-------- Supplied material --------

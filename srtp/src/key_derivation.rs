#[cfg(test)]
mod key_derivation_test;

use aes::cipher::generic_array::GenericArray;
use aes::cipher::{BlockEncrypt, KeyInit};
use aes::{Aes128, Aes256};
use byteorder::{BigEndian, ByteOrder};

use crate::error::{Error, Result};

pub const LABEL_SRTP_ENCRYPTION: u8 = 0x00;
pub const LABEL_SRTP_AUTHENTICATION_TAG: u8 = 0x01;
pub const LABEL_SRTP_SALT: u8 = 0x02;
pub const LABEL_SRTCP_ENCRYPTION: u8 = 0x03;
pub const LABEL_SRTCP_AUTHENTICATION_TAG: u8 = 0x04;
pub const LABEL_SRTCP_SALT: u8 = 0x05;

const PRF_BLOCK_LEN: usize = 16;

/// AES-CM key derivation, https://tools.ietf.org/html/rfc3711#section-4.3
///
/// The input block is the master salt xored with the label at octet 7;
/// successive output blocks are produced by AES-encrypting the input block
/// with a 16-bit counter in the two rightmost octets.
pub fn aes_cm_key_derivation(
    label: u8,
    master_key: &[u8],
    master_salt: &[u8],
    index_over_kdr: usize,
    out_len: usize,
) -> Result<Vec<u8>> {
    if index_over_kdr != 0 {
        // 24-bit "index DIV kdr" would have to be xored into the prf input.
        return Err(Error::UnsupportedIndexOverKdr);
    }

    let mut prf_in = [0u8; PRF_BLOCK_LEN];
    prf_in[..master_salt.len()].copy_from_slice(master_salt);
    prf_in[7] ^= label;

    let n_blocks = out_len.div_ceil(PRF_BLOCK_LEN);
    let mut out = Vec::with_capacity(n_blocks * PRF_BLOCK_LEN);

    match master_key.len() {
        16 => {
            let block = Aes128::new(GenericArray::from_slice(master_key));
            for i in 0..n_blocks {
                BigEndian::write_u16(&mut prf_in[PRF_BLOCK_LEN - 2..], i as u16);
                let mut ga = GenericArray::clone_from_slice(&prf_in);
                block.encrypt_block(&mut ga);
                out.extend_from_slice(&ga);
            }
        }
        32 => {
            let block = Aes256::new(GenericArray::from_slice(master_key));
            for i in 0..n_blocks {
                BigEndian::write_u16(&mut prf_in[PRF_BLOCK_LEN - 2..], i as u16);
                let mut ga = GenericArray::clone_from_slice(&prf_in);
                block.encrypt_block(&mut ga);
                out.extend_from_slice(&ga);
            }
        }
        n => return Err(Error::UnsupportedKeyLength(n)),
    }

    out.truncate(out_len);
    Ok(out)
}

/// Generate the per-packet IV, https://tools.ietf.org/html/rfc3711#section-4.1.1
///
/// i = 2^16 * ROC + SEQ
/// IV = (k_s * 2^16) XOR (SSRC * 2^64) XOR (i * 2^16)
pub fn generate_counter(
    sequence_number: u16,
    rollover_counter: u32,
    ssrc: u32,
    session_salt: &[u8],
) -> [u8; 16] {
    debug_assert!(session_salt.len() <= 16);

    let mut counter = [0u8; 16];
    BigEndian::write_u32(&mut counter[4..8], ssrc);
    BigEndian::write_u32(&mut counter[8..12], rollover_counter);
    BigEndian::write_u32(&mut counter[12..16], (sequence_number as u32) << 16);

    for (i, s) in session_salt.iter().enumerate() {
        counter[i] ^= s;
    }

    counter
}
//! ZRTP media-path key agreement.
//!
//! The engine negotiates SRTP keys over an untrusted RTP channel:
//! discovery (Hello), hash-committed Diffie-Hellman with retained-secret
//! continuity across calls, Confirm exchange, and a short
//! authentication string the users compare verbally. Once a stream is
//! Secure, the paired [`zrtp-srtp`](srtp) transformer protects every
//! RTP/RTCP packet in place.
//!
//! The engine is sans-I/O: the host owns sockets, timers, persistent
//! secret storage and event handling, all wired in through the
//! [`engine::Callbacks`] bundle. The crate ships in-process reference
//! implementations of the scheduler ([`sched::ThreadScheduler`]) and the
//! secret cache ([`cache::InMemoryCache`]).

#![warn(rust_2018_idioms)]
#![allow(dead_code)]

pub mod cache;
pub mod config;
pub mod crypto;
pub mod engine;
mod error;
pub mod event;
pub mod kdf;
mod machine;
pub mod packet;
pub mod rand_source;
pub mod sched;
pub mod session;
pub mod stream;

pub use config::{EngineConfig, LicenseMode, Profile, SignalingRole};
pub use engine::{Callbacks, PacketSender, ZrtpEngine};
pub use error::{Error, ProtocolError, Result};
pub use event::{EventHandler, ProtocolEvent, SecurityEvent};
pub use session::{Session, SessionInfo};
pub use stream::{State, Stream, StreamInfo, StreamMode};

--------

An exact reproduction of all the entries above is required.

**Output for this exercise:**
filename srtp/src/key_derivation.rs
#[cfg(test)]
mod key_derivation_test;

use aes::cipher::generic_array::GenericArray;
use aes::cipher::{BlockEncrypt, KeyInit};
use aes::{Aes128, Aes256};
use byteorder::{BigEndian, ByteOrder};

use crate::error::{Error, Result};

pub const LABEL_SRTP_ENCRYPTION: u8 = 0x00;
pub const LABEL_SRTP_AUTHENTICATION_TAG: u8 = 0x01;
pub const LABEL_SRTP_SALT: u8 = 0x02;
pub const LABEL_SRTCP_ENCRYPTION: u8 = 0x03;
pub const LABEL_SRTCP_AUTHENTICATION_TAG: u8 = 0x04;
pub const LABEL_SRTCP_SALT: u8 = 0x05;

const PRF_BLOCK_LEN: usize = 16;

/// AES-CM key derivation, https://tools.ietf.org/html/rfc3711#section-4.3
///
/// The input block is the master salt xored with the label at octet 7;
/// successive output blocks are produced by AES-encrypting the input block
/// with a 16-bit counter in the two rightmost octets.
pub fn aes_cm_key_derivation(
    label: u8,
    master_key: &[u8],
    master_salt: &[u8],
    index_over_kdr: usize,
    out_len: usize,
) -> Result<Vec<u8>> {
    if index_over_kdr != 0 {
        // 24-bit "index DIV kdr" would have to be xored into the prf input.
        return Err(Error::UnsupportedIndexOverKdr);
    }

    let mut prf_in = [0u8; PRF_BLOCK_LEN];
    prf_in[..master_salt.len()].copy_from_slice(master_salt);
    prf_in[7] ^= label;

    let n_blocks = out_len.div_ceil(PRF_BLOCK_LEN);
    let mut out = Vec::with_capacity(n_blocks * PRF_BLOCK_LEN);

    match master_key.len() {
        16 => {
            let block = Aes128::new(GenericArray::from_slice(master_key));
            for i in 0..n_blocks {
                BigEndian::write_u16(&mut prf_in[PRF_BLOCK_LEN - 2..], i as u16);
                let mut ga = GenericArray::clone_from_slice(&prf_in);
                block.encrypt_block(&mut ga);
                out.extend_from_slice(&ga);
            }
        }
        32 => {
            let block = Aes256::new(GenericArray::from_slice(master_key));
            for i in 0..n_blocks {
                BigEndian::write_u16(&mut prf_in[PRF_BLOCK_LEN - 2..], i as u16);
                let mut ga = GenericArray::clone_from_slice(&prf_in);
                block.encrypt_block(&mut ga);
                out.extend_from_slice(&ga);
            }
        }
        n => return Err(Error::UnsupportedKeyLength(n)),
    }

    out.truncate(out_len);
    Ok(out)
}

/// Generate the per-packet IV, https://tools.ietf.org/html/rfc3711#section-4.1.1
///
/// i = 2^16 * ROC + SEQ
/// IV = (k_s * 2^16) XOR (SSRC * 2^64) XOR (i * 2^16)
pub fn generate_counter(
    sequence_number: u16,
    rollover_counter: u32,
    ssrc: u32,
    session_salt: &[u8],
) -> [u8; 16] {
    debug_assert!(session_salt.len() <= 16);

    let mut counter = [0u8; 16];
    BigEndian::write_u32(&mut counter[4..8], ssrc);
    BigEndian::write_u32(&mut counter[8..12], rollover_counter);
    BigEndian::write_u32(&mut counter[12..16], (sequence_number as u32) << 16);

    for (i, s) in session_salt.iter().enumerate() {
        counter[i] ^= s;
    }

    counter
}
//! ZRTP media-path key agreement.
//!
//! The engine negotiates SRTP keys over an untrusted RTP channel:
//! discovery (Hello), hash-committed Diffie-Hellman with retained-secret
//! continuity across calls, Confirm exchange, and a short
//! authentication string the users compare verbally. Once a stream is
//! Secure, the paired [`zrtp-srtp`](srtp) transformer protects every
//! RTP/RTCP packet in place.
//!
//! The engine is sans-I/O: the host owns sockets, timers, persistent
//! secret storage and event handling, all wired in through the
//! [`engine::Callbacks`] bundle. The crate ships in-process reference
//! implementations of the scheduler ([`sched::ThreadScheduler`]) and the
//! secret cache ([`cache::InMemoryCache`]).

#![warn(rust_2018_idioms)]
#![allow(dead_code)]

pub mod cache;
pub mod config;
pub mod crypto;
pub mod engine;
mod error;
pub mod event;
pub mod kdf;
mod machine;
pub mod packet;
pub mod rand_source;
pub mod sched;
pub mod session;
pub mod stream;

pub use config::{EngineConfig, LicenseMode, Profile, SignalingRole};
pub use engine::{Callbacks, PacketSender, ZrtpEngine};
pub use error::{Error, ProtocolError, Result};
pub use event::{EventHandler, ProtocolEvent, SecurityEvent};
pub use session::{Session, SessionInfo};
pub use stream::{State, Stream, StreamInfo, StreamMode};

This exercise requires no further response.